Читаем Советская эпоха в мемуарах, дневниках, снах. Опыт чтения полностью

В самом этом тексте имеются сигналы связи со знаменательными людьми из интеллигентского сообщества. Шихеева-Гайстер происходит из семьи видного советского деятеля, инженера, почти целиком уничтоженной в годы террора; в годы, которые она описывает (1925–1953), она не знала никого из литературной среды. В эпилоге, озаглавленном «КГБ продолжает свою работу», действие происходит в 1977 году. Шихееву вызывают в КГБ. Что делать? «Я стала просто всех обзванивать. Дозвонилась до Светки Ивановой.
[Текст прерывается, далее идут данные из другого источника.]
//! Download progress indicator.
//!
//! The indicator is purely cosmetic: a spinner advanced by a timer on its own
//! thread. It shares no state with the copy it accompanies. The only
//! synchronisation is the done signal sent by [`ProgressIndicator::stop`],
//! after which the thread is joined, so no frame is drawn once `stop`
//! returns. Dropping the indicator stops it the same way, which keeps the
//! thread bound to the lifetime of the download even on error paths.

use crossbeam_channel::{Receiver, Sender, bounded, select, tick};
use indicatif::{ProgressBar, ProgressDrawTarget, ProgressStyle};
use std::thread::JoinHandle;
use std::time::Duration;

/// Number of frames in the growing `=` animation before it wraps.
const FRAME_COUNT: usize = 19;

const TEMPLATE: &str = "{spinner} {msg}";

/// Where the indicator draws.
#[derive(Debug, Clone, Copy, PartialEq, Eq, Default)]
pub enum ProgressMode {
    /// Draw a spinner on stdout, alongside the status messages.
    #[default]
    Terminal,
    /// Track ticks without drawing anything.
    Hidden,
}

impl ProgressMode {
    /// Creates a bar suitable for this mode.
    #[must_use]
    pub fn bar(self) -> ProgressBar {
        match self {
            Self::Terminal => styled_spinner(ProgressDrawTarget::stdout()),
            Self::Hidden => ProgressBar::hidden(),
        }
    }
}

/// The `>`, `=>`, `==>` ... animation, wrapping after [`FRAME_COUNT`] frames.
fn frames() -> Vec<String> {
    (0..FRAME_COUNT)
        .map(|n| format!("{}>", "=".repeat(n)))
        .collect()
}

fn spinner_style() -> ProgressStyle {
    let mut owned = frames();
    // indicatif shows the last string once the bar is finished.
    owned.push(String::new());
    let tick_strings: Vec<&str> = owned.iter().map(String::as_str).collect();

    ProgressStyle::with_template(TEMPLATE)
        .unwrap_or_else(|_| ProgressStyle::default_spinner())
        .tick_strings(&tick_strings)
}

fn styled_spinner(target: ProgressDrawTarget) -> ProgressBar {
    let bar = ProgressBar::with_draw_target(None, target);
    bar.set_style(spinner_style());
    bar
}

/// A running progress indicator.
pub struct ProgressIndicator {
    bar: ProgressBar,
    done: Option<Sender<()>>,
    worker: Option<JoinHandle<()>>,
}

impl std::fmt::Debug for ProgressIndicator {
    fn fmt(&self, f: &mut std::fmt::Formatter<'_>) -> std::fmt::Result {
        f.debug_struct("ProgressIndicator")
            .field("ticks", &self.bar.position())
            .field("running", &self.worker.is_some())
            .finish()
    }
}

impl ProgressIndicator {
    /// Starts advancing `bar` once every `interval` on a dedicated thread.
    ///
    /// # Examples
    ///
    /// ```
    /// use atom_updater::progress::{ProgressIndicator, ProgressMode};
    /// use std::time::Duration;
    ///
    /// let indicator = ProgressIndicator::start(ProgressMode::Hidden.bar(), Duration::from_millis(5));
    /// // ... copy the download ...
    /// let ticks = indicator.stop();
    /// # let _ = ticks;
    /// ```
    #[must_use]
    pub fn start(bar: ProgressBar, interval: Duration) -> Self {
        let (done_tx, done_rx) = bounded(1);
        let worker_bar = bar.clone();
        let worker = std::thread::spawn(move || animate(&worker_bar, &done_rx, interval));
        Self {
            bar,
            done: Some(done_tx),
            worker: Some(worker),
        }
    }

    /// Number of frames drawn so far.
    #[must_use]
    pub fn ticks(&self) -> u64 {
        self.bar.position()
    }

    /// Signals completion and waits for the indicator thread to exit.
    ///
    /// Returns the number of frames drawn.
    pub fn stop(mut self) -> u64 {
        self.shutdown();
        self.bar.position()
    }

    fn shutdown(&mut self) {
        if let Some(done) = self.done.take() {
            // A send only fails if the worker already exited; join reports why.
            done.send(()).unwrap_or_default();
        }
        if self
            .worker
            .take()
            .is_some_and(|worker| worker.join().is_err())
        {
            log::warn!("progress indicator thread panicked");
        }
    }
}

impl Drop for ProgressIndicator {
    fn drop(&mut self) {
        self.shutdown();
    }
}

fn animate(bar: &ProgressBar, done: &Receiver<()>, interval: Duration) {
    let ticker = tick(interval);
    loop {
        select! {
            recv(done) -> _ => break,
            recv(ticker) -> _ => advance(bar),
        }
    }
    bar.finish_and_clear();
}

/// Moves the animation on by exactly one frame.
///
/// `inc` redraws the spinner itself; an extra `tick` would skip a frame.
fn advance(bar: &ProgressBar) {
    bar.inc(1);
}

#[cfg(test)]
mod tests {
    use super::*;
    use indicatif::InMemoryTerm;

    const INTERVAL: Duration = Duration::from_millis(5);

    #[test]
    fn indicator_ticks_while_running() {
        let indicator = ProgressIndicator::start(ProgressMode::Hidden.bar(), INTERVAL);
        std::thread::sleep(INTERVAL * 10);
        assert!(indicator.ticks() > 0);
        indicator.stop();
    }

    #[test]
    fn indicator_is_silent_after_stop() {
        let bar = ProgressMode::Hidden.bar();
        let indicator = ProgressIndicator::start(bar.clone(), INTERVAL);
        std::thread::sleep(INTERVAL * 4);

        let frames = indicator.stop();
        std::thread::sleep(INTERVAL * 10);

        assert_eq!(bar.position(), frames);
        assert!(bar.is_finished());
    }

    #[test]
    fn dropping_the_indicator_stops_it() {
        let bar = ProgressMode::Hidden.bar();
        {
            let _indicator = ProgressIndicator::start(bar.clone(), INTERVAL);
            std::thread::sleep(INTERVAL * 2);
        }
        let frames = bar.position();
        std::thread::sleep(INTERVAL * 10);

        assert_eq!(bar.position(), frames);
        assert!(bar.is_finished());
    }

    #[test]
    fn immediate_stop_draws_nothing_further() {
        let bar = ProgressMode::Hidden.bar();
        let frames = ProgressIndicator::start(bar.clone(), Duration::from_secs(60)).stop();
        assert_eq!(frames, 0);
        assert!(bar.is_finished());
    }

    #[test]
    fn frames_grow_then_wrap() {
        let all = frames();
        assert_eq!(all.len(), FRAME_COUNT);
        assert_eq!(all.first().map(String::as_str), Some(">"));
        assert_eq!(all.get(2).map(String::as_str), Some("==>"));
        assert_eq!(all.last().map(String::len), Some(FRAME_COUNT));
    }

    #[test]
    fn each_timer_tick_draws_the_next_frame() {
        let term = InMemoryTerm::new(4, 40);
        let bar = styled_spinner(ProgressDrawTarget::term_like(Box::new(term.clone())));

        let drawn: Vec<String> = (0..4)
            .map(|_| {
                advance(&bar);
                term.contents().trim_end().to_owned()
            })
            .collect();

        assert_eq!(drawn, ["=>", "==>", "===>", "====>"]);
        assert_eq!(bar.position(), 4);
    }

    #[test]
    fn terminal_mode_builds_an_unbounded_spinner() {
        let bar = ProgressMode::Terminal.bar();
        assert_eq!(bar.length(), None);
        assert_eq!(bar.position(), 0);
    }

    #[test]
    fn spinner_template_is_valid() {
        assert!(ProgressStyle::with_template(TEMPLATE).is_ok());
    }
}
И говорю: „– Светка, меня вызывают!“ Она говорит, чтобы подождала секундочку, и пошла к Коме за советом»87. Кома – интимное прозвище видного ученого Вячеслава Всеволодовича Иванова, сына писателя Всеволода Иванова; его жена, «Светка», как называет ее автор, – дочь и падчерица диссидентов Раисы Орловой и Льва Копелева (они являются авторами целого ряда мемуаров). После смерти Сталина все они, прежде отделенные друг от друга принадлежностью к разным группам общества и разным идеологическим позициям, вошли в сообщество оппозиционной интеллигенции, связанной опытом террора. В конце советской эпохи их связь укрепилась за счет мемуаров, в которых они вспоминают об общем историческом опыте, указывая при этом, кто кого в настоящее время знает, кто с кем «на ты».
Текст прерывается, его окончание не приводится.